Hoy ha llegado mi suegro a casa, a eso de la una y media, para comer; como hace habitualmente de lunes a jueves. Como sabemos quienes le conocemos, es un pedazo de pan y, como dirían las personas curtidas de la vida, un bendito. Su rostro es un mapa, de esas caras mapamundi cortadas por profundos surcos, con esas cicatrices caprichosas que son presas de los calendarios del tiempo, estelas del reloj de la vida. Y demasiado gastado por ese trabajo iniciado desde que era churumbel y que todavía continua, entre bancales y riegos, semillas y barbechos, siembras y recogidas desde una eternidad, de sol a sol, de luna a luna, de veranos y de inviernos.
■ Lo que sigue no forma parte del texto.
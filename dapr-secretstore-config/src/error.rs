/// Errors of the secret store configuration provider.
#[derive(Debug, thiserror::Error)]
pub enum Error {
    /// A required setting was missing, empty or contradictory.
    #[error("invalid argument: {0}")]
    InvalidArgument(&'static str),

    /// Two secrets, or two keys of one secret, resolved to the same
    /// configuration key. Nothing is published when this happens.
    #[error("a duplicate key '{0}' was found")]
    DuplicateKey(String),

    /// The provider already finished loading, successfully or not.
    #[error("the secret store configuration was already loaded")]
    AlreadyLoaded,

    /// Fetching a secret failed; the client error is passed on as is.
    #[error(transparent)]
    Client(#[from] dapr_client::Error),
}

pub type Result<T> = std::result::Result<T, Error>;
//! Client for the state store and secret store building blocks of a Dapr
//! sidecar.
//!
//! [`StateClient`] encodes optimistic concurrency (etags), consistency and
//! concurrency modes and the retry policy into requests for a [`StateApi`]
//! transport. [`SecretApi`] is the read-only secret counterpart. Both are
//! implemented over HTTP by [`HttpSidecar`].

pub mod api;
pub mod config;
pub mod entry;
pub mod error;
pub mod http;
pub mod options;
pub mod state;

#[cfg(test)]
mod testing;

pub use api::{Metadata, SecretApi, StateApi, StateItem};
pub use config::SidecarConfig;
pub use entry::{delete_entry, save_entry, try_delete_entry, try_save_entry, StateEntry};
pub use error::{Error, Result};
pub use http::HttpSidecar;
pub use options::{ConcurrencyMode, ConsistencyMode, RetryMode, RetryOptions, StateOptions};
pub use state::StateClient;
Tiene ochenta y seis años y no disfruta, en noche alguna, de tranquilos sueños; como merecería cualquier huésped de una existencia trabajada o cualquier anfitrión de una casa labrada a pulso. Interrumpen sus vigías los insomnios de una esposa que padece Alzheimer desde hace siete años y por eso le acompaña en los despertares, le prepara el desayuno, la pasea por el parque, la traslada en la silla de ruedas hasta la parada del autobús, ese transporte que la llevará hasta el Centro de Día. La despide a diario con una sonrisa, con una bendición, con unos parabienes que desea con todas sus fuerzas, aunque él prescindiera de esos buenos deseos el resto de sus días. La besa cuando llega la hora de la despedida y se le humedecen todavía los ojos, esos ojos ya secos de lagrimales, porque se desaguaron de tanto vivir y porque ella ya no le entiende.
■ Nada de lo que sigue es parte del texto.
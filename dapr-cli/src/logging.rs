use anyhow::Result;
use tracing_subscriber::{
    filter::LevelFilter,
    fmt::{format::FmtSpan, Layer as FmtLayer},
    layer::SubscriberExt as _,
    Layer as _, Registry,
};

pub(crate) struct Options {
    pub verbose: bool,
    pub color: bool,
}

/// Log to stderr, so that stdout only carries command output.
pub(crate) fn set_up(options: &Options) -> Result<()> {
    let (filter, span_events) = if options.verbose {
        // every remote call, with enter/exit
        (LevelFilter::TRACE, FmtSpan::FULL)
    } else {
        (LevelFilter::INFO, FmtSpan::NONE)
    };

    let fmt_layer = FmtLayer::new()
        .with_writer(std::io::stderr)
        .with_span_events(span_events)
        .with_ansi(options.color)
        .with_filter(filter);
    let subscriber = Registry::default().with(fmt_layer);

    tracing::subscriber::set_global_default(subscriber)
        .map_err(|e| anyhow::anyhow!("failed to set up tracing: {}", e))?;

    Ok(())
}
Aún cultiva el huerto. Es la misma tierra que empezó a trabajar de niño, casi a ras de suelo. El bancal, el regadío, el barbecho, los surcos, las semillas, las plantaciones, mirar al cielo, rezar para que no hiele, recoger las plantas y los frutos, mimar la tierra, rascar sus entrañas, medir el viento, predecir las lluvias, besar las hojas, calarse hasta los huesos, herirse de frío, tambalearse por un golpe de calor, maldecir el esfuerzo sin recompensa; querer a sus gentes, amar a su mujer, a esa esposa que se fue hace tiempo, con la mirada perdida, de las dichas compartidas. Horas son de prepararle el regreso, de ofrecerle el zumo, o la leche con la descansada merienda, de encenderle la televisión, darle conversación y hacerle compañía. Horas son para armarse de fuerzas, acorazarse de paciencia, inyectarle la insulina, prepararle la medicación y sonreír abatido cuando desvaría. Hasta que de nuevo los insomnios de su esposa interrumpan y solivianten sus tranquilos sueños, hasta que, ya convertido otra vez en centinela y vigía, la acompañe por enésima vez al aseo, al frigorífico, al salón, a la ventana, al sofá, a la cocina, a la galería, al pasillo y otra vez a la cama, a ese lecho del que, con el paso del tiempo, se fugó la pasión pero donde creció el afecto.
Y a las siete sonará el despertador para comprobar que otro día ha nacido. Con sus nubes, con su sol y con sus horas pendientes que deben pasar revista. Otro día de lucha, otro día de convertir lo cotidiano en un milagro de existencia. Otro día de lanzarle una sonrisa desafiante a la vida, sarcástica y también envuelta en ternura, y exclamarle: “¡Qué final triste de película!”.
Pero todavía tiene fuerzas porque aguanta, soporta porque transige. Si no le enterraron las tierras del bancal, ¿de qué le sirve llorar con lágrimas secas si aún florecen, porque no perdieron la memoria, los frutos en sus árboles?